## WORK TASK
Set down the lines of the data exactly, starting at the first and stopping after the line containing "It is not a".

**** EXTRACTED DATA

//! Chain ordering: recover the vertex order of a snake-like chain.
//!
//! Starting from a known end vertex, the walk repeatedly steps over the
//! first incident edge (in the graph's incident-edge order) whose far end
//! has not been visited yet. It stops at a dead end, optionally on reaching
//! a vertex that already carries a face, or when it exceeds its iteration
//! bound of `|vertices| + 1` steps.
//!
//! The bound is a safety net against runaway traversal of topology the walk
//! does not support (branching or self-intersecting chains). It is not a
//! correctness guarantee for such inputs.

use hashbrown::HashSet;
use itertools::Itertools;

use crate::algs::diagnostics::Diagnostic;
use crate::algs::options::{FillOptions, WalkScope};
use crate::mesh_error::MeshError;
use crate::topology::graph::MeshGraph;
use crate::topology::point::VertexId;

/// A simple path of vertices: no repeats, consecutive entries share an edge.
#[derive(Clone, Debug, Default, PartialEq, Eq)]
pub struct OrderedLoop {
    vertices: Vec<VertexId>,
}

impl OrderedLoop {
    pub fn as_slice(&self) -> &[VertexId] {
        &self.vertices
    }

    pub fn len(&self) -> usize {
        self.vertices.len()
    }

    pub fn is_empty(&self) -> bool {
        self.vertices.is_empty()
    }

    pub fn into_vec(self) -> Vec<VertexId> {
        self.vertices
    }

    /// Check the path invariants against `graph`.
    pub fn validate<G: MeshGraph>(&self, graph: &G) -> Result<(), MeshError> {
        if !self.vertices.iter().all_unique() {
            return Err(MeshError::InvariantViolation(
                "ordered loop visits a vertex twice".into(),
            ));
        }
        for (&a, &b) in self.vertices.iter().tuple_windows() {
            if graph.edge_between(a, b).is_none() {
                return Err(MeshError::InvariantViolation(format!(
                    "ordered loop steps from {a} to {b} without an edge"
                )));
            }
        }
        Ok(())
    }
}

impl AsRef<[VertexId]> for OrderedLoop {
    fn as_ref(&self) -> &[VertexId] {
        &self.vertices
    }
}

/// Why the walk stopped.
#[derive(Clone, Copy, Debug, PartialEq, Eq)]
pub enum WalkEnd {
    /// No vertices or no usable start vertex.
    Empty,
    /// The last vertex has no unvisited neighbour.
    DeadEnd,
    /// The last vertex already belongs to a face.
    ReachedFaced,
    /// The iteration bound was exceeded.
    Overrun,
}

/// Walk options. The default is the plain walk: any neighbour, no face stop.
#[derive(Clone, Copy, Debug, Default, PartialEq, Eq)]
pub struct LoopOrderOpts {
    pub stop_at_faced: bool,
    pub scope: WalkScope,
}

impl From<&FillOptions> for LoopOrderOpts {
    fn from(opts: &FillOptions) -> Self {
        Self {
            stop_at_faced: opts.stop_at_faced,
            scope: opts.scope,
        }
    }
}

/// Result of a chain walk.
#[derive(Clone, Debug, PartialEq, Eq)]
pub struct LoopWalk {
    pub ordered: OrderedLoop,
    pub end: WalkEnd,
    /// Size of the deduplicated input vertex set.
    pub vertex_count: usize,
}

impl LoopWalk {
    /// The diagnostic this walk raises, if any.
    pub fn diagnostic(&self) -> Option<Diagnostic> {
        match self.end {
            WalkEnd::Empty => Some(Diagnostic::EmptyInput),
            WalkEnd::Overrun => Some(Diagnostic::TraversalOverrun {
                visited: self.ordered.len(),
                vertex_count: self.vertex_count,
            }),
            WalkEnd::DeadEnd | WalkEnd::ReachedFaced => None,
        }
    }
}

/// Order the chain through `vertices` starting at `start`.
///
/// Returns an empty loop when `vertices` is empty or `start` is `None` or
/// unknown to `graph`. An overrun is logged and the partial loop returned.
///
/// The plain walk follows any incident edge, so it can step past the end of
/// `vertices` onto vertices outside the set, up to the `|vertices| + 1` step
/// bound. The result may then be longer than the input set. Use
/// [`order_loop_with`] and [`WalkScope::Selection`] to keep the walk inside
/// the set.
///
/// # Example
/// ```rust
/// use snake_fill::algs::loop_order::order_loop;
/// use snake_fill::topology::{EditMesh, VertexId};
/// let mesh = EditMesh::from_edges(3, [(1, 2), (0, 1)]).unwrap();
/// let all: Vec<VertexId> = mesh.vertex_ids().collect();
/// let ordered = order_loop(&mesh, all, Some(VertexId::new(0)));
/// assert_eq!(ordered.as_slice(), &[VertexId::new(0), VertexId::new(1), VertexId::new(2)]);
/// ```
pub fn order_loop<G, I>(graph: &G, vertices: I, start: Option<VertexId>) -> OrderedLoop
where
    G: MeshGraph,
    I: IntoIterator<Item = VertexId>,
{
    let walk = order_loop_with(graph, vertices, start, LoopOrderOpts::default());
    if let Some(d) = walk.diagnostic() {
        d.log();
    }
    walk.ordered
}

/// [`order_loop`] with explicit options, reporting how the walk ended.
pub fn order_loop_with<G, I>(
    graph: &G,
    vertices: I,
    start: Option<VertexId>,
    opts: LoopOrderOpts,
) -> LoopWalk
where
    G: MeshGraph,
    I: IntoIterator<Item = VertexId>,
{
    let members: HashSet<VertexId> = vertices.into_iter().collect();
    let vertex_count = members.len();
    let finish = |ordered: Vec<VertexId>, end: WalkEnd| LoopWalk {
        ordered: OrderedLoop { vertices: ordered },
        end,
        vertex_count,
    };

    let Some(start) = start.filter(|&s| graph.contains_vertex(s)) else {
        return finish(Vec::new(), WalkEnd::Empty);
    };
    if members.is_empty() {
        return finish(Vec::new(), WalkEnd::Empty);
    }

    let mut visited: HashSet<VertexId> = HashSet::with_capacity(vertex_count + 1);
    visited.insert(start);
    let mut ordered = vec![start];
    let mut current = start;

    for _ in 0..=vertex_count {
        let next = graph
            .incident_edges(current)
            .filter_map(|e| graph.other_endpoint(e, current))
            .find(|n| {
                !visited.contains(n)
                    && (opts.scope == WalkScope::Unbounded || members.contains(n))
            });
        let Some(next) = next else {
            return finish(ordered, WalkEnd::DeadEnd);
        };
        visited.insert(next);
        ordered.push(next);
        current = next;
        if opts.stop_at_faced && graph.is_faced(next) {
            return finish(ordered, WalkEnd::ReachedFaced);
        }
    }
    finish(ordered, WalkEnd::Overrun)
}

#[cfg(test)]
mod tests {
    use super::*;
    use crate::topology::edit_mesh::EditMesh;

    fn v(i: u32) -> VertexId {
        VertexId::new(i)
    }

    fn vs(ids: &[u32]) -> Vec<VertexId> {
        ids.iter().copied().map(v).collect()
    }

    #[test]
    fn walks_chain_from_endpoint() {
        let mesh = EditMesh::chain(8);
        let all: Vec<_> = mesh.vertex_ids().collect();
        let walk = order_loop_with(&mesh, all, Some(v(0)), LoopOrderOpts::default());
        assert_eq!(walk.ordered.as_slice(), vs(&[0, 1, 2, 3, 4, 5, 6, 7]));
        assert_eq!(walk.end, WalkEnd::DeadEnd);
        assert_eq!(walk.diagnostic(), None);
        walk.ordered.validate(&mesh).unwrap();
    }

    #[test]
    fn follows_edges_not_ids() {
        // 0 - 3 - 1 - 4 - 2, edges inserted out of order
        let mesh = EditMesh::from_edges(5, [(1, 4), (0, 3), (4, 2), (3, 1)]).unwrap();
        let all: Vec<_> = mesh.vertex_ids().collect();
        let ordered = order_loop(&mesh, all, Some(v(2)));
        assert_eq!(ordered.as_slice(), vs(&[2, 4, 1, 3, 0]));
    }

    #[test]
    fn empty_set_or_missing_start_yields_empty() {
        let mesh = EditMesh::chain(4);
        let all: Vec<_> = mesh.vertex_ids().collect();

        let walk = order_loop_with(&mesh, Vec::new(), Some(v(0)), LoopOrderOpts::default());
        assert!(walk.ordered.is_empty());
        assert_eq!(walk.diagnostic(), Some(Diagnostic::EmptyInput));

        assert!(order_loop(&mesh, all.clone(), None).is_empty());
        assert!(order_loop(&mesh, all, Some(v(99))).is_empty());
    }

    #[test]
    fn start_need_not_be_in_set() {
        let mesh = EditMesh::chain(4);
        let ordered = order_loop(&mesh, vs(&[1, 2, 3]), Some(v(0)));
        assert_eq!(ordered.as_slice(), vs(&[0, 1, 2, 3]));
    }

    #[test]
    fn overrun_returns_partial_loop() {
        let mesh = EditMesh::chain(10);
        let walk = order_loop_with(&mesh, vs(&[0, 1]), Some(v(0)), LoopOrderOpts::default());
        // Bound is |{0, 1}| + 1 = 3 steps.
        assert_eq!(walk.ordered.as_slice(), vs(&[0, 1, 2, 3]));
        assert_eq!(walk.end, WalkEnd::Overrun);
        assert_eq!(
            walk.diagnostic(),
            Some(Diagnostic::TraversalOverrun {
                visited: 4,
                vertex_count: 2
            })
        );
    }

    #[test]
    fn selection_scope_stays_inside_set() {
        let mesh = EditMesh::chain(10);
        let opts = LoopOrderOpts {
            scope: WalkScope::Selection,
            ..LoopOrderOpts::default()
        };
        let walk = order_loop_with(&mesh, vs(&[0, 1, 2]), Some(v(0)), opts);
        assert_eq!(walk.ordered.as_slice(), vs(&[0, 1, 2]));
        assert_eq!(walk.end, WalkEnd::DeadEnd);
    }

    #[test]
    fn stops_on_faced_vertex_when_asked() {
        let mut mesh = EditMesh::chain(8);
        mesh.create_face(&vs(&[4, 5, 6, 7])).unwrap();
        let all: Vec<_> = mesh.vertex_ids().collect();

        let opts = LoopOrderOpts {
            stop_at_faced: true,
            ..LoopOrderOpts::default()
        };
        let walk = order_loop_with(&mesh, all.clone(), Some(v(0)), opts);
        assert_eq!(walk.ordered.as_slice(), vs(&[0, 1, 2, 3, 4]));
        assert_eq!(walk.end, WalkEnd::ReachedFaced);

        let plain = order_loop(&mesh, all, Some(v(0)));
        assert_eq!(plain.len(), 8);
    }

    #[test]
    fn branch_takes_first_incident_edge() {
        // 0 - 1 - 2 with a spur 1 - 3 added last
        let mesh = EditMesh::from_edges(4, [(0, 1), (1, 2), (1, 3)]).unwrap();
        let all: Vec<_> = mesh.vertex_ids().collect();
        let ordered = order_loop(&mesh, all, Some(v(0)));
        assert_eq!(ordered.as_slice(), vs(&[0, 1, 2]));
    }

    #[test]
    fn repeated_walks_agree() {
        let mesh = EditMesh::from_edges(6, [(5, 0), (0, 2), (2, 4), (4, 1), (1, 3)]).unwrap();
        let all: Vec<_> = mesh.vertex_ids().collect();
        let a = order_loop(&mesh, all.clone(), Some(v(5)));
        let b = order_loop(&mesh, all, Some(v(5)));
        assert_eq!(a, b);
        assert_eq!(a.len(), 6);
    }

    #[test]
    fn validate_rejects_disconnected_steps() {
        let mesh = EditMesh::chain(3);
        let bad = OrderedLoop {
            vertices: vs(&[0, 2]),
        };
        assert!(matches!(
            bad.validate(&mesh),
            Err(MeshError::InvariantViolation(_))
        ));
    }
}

********

## ANSWER SPACE
//! Chain ordering: recover the vertex order of a snake-like chain.
//!
//! Starting from a known end vertex, the walk repeatedly steps over the
//! first incident edge (in the graph's incident-edge order) whose far end
//! has not been visited yet. It stops at a dead end, optionally on reaching
//! a vertex that already carries a face, or when it exceeds its iteration
//! bound of `|vertices| + 1` steps.
//!
//! The bound is a safety net against runaway traversal of topology the walk
//! does not support (branching or self-intersecting chains). It is not a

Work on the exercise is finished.